Establishing Delta Dogs 15 years ago, Bronwyn initially started her business as a small puppy school back in 1998.

“When I came to Mildura, no one had even heard of a puppy school before, so I asked Dr Japp if I could start one, and he said yes,” she said.

Due to the number of animals with behavioural problems coming into the clinic, which was happening more often than not, Dr Japp eventually wanted, along with a puppy school, for Bronwyn to train  new staff at the local clinic on handling difficult animals. 

“Most young vets are very well trained at university, but they don’t understand or experience behaviour,” Bronwyn said. “Most can’t handle aggressive or nervous animals, even though they’re meant to do it every day.”

Soon Bronwyn was asked if she could take on clients from the general public.

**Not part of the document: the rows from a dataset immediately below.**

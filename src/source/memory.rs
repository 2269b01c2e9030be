//! In-memory configuration source.

use parking_lot::{Mutex, RwLock};
use std::collections::HashMap;

use super::{ChangeToken, ConfigurationSource};

/// A configuration source backed by an in-memory map.
///
/// Mutations that actually change an entry fire every outstanding watch
/// token. Useful as the programmatic source behind an
/// [`OptionsMonitor`](crate::OptionsMonitor) and as the test double for
/// anything consuming [`ConfigurationSource`].
pub struct MemorySource {
    entries: RwLock<HashMap<String, String>>,
    watchers: Mutex<Vec<ChangeToken>>,
}

impl MemorySource {
    /// Create an empty source.
    pub fn new() -> Self {
        Self {
            entries: RwLock::new(HashMap::new()),
            watchers: Mutex::new(Vec::new()),
        }
    }

    /// Create a source pre-populated from an iterator of key/value pairs.
    pub fn with_entries<I, K, V>(entries: I) -> Self
    where
        I: IntoIterator<Item = (K, V)>,
        K: Into<String>,
        V: Into<String>,
    {
        let source = Self::new();
        {
            let mut map = source.entries.write();
            for (key, value) in entries {
                map.insert(key.into(), value.into());
            }
        }
        source
    }

    /// Insert or replace a value, firing watchers when the entry changed.
    pub fn set<K, V>(&self, key: K, value: V)
    where
        K: Into<String>,
        V: Into<String>,
    {
        let key = key.into();
        let value = value.into();
        let changed = {
            let mut entries = self.entries.write();
            match entries.get(&key) {
                Some(existing) if *existing == value => false,
                _ => {
                    entries.insert(key, value);
                    true
                }
            }
        };
        if changed {
            self.notify_watchers();
        }
    }

    /// Remove a key, firing watchers when it was present.
    pub fn remove(&self, key: &str) {
        let changed = self.entries.write().remove(key).is_some();
        if changed {
            self.notify_watchers();
        }
    }

    fn notify_watchers(&self) {
        // Tokens are single-fire, so the registry is drained. Firing happens
        // outside the lock: a callback may immediately call watch() again.
        let tokens = std::mem::take(&mut *self.watchers.lock());
        for token in tokens {
            token.fire();
        }
    }
}

impl ConfigurationSource for MemorySource {
    fn get(&self, key: &str) -> Option<String> {
        self.entries.read().get(key).cloned()
    }

    fn watch(&self) -> ChangeToken {
        let token = ChangeToken::new();
        self.watchers.lock().push(token.clone());
        token
    }
}

impl Default for MemorySource {
    fn default() -> Self {
        Self::new()
    }
}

“I completed my Behavioural Trainers Course with the Delta Society in 2003 and  everything just seemed to evolve from there,” she said, 

Now, in 2019, Delta Dogs has seven staff members and 13 training sessions running throughout the week.

“The training we provide is different because it’s positive training,” she said. “It’s not meant for competitions, it’s simply to have a pet with good manners.”

The other side of Bronwyn’s job involves the education of behavioural training, working hand-in-hand with welfare groups such as SARG.

Due to the rising fatality of dog bites to children, Delta regularly visits local maternal health units, meeting with young mothers to raise awareness.

“Most young parents know that you don’t leave young children with dogs, but they still don’t understand how to read their dog,” she said. “It’s about education of parents on how to read the signs and intervene before a fatality occurs.”

Bronwyn, after working with animals for more than 40 years, has been recognised for her efforts through Life Membership by the RSPCA NSW for services to the Society, and received an Australia Day Award in 1997 for her services to the community in the animal welfare area.

“I’ve been known as the ‘crazy dog lady’ wherever I’ve lived, but I don’t care,” Bronwyn laughed. “It’s my passion, and I’m lucky I’ve got a long suffering husband who’s put up with it for 43 years. ”

Taking all ages, temperaments and behaviours, Bronwyn said there is no dog that will be turned away from Delta.

“We still have a long way to go to understand and deal with animal issues, but I’m hopeful, I think we’re on the right path,” she said.